* DATA RECORDS *

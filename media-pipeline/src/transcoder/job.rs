//! Transcode job description

use mediavault_config::TranscoderConfig;
use serde::{Deserialize, Serialize};

pub const PREVIEW_MUX_KEY: &str = "preview";
const VIDEO_KEY: &str = "video-stream0";
const AUDIO_KEY: &str = "audio-stream0";

#[derive(Debug, Clone, PartialEq, Serialize, Deserialize)]
#[serde(rename_all = "camelCase")]
pub struct JobSpec {
    pub input_uri: String,
    /// Directory the service writes into; ends with `/`
    pub output_uri: String,
    pub config: JobConfig,
}

#[derive(Debug, Clone, PartialEq, Serialize, Deserialize)]
#[serde(rename_all = "camelCase")]
pub struct JobConfig {
    pub elementary_streams: Vec<ElementaryStream>,
    pub mux_streams: Vec<MuxStream>,
}

#[derive(Debug, Clone, PartialEq, Serialize, Deserialize)]
#[serde(rename_all = "camelCase")]
pub struct ElementaryStream {
    pub key: String,
    #[serde(skip_serializing_if = "Option::is_none")]
    pub video_stream: Option<VideoStream>,
    #[serde(skip_serializing_if = "Option::is_none")]
    pub audio_stream: Option<AudioStream>,
}

#[derive(Debug, Clone, PartialEq, Serialize, Deserialize)]
pub struct VideoStream {
    pub h264: H264Settings,
}

#[derive(Debug, Clone, PartialEq, Serialize, Deserialize)]
#[serde(rename_all = "camelCase")]
pub struct H264Settings {
    pub width_pixels: u32,
    pub height_pixels: u32,
    pub bitrate_bps: u64,
    pub frame_rate: u32,
}

#[derive(Debug, Clone, PartialEq, Serialize, Deserialize)]
#[serde(rename_all = "camelCase")]
pub struct AudioStream {
    pub codec: String,
    pub bitrate_bps: u64,
}

#[derive(Debug, Clone, PartialEq, Serialize, Deserialize)]
#[serde(rename_all = "camelCase")]
pub struct MuxStream {
    pub key: String,
    pub container: String,
    pub elementary_streams: Vec<String>,
}

impl JobSpec {
    /// One H.264 video stream, one AAC stream when the source has audio, and
    /// a single MP4 mux of both
    pub fn preview(config: &TranscoderConfig, input_uri: String, output_uri: String, has_audio: bool) -> Self {
        let mut elementary_streams = vec![ElementaryStream {
            key: VIDEO_KEY.to_string(),
            video_stream: Some(VideoStream {
                h264: H264Settings {
                    width_pixels: config.video_width,
                    height_pixels: config.video_height,
                    bitrate_bps: config.video_bitrate_bps,
                    frame_rate: 30,
                },
            }),
            audio_stream: None,
        }];
        let mut muxed = vec![VIDEO_KEY.to_string()];

        if has_audio {
            elementary_streams.push(ElementaryStream {
                key: AUDIO_KEY.to_string(),
                video_stream: None,
                audio_stream: Some(AudioStream {
                    codec: "aac".to_string(),
                    bitrate_bps: config.audio_bitrate_bps,
                }),
            });
            muxed.push(AUDIO_KEY.to_string());
        }

        let output_uri = if output_uri.ends_with('/') {
            output_uri
        } else {
            format!("{}/", output_uri)
        };

        Self {
            input_uri,
            output_uri,
            config: JobConfig {
                elementary_streams,
                mux_streams: vec![MuxStream {
                    key: PREVIEW_MUX_KEY.to_string(),
                    container: "mp4".to_string(),
                    elementary_streams: muxed,
                }],
            },
        }
    }

    /// File name the service gives the muxed output
    pub fn output_file_name() -> String {
        format!("{}.mp4", PREVIEW_MUX_KEY)
    }
}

* TASK ITEM *
For an answer, give a copy of every line in the listing that holds the word "container".

* RESULT OF THIS TASK *
    pub container: String,
                    container: "mp4".to_string(),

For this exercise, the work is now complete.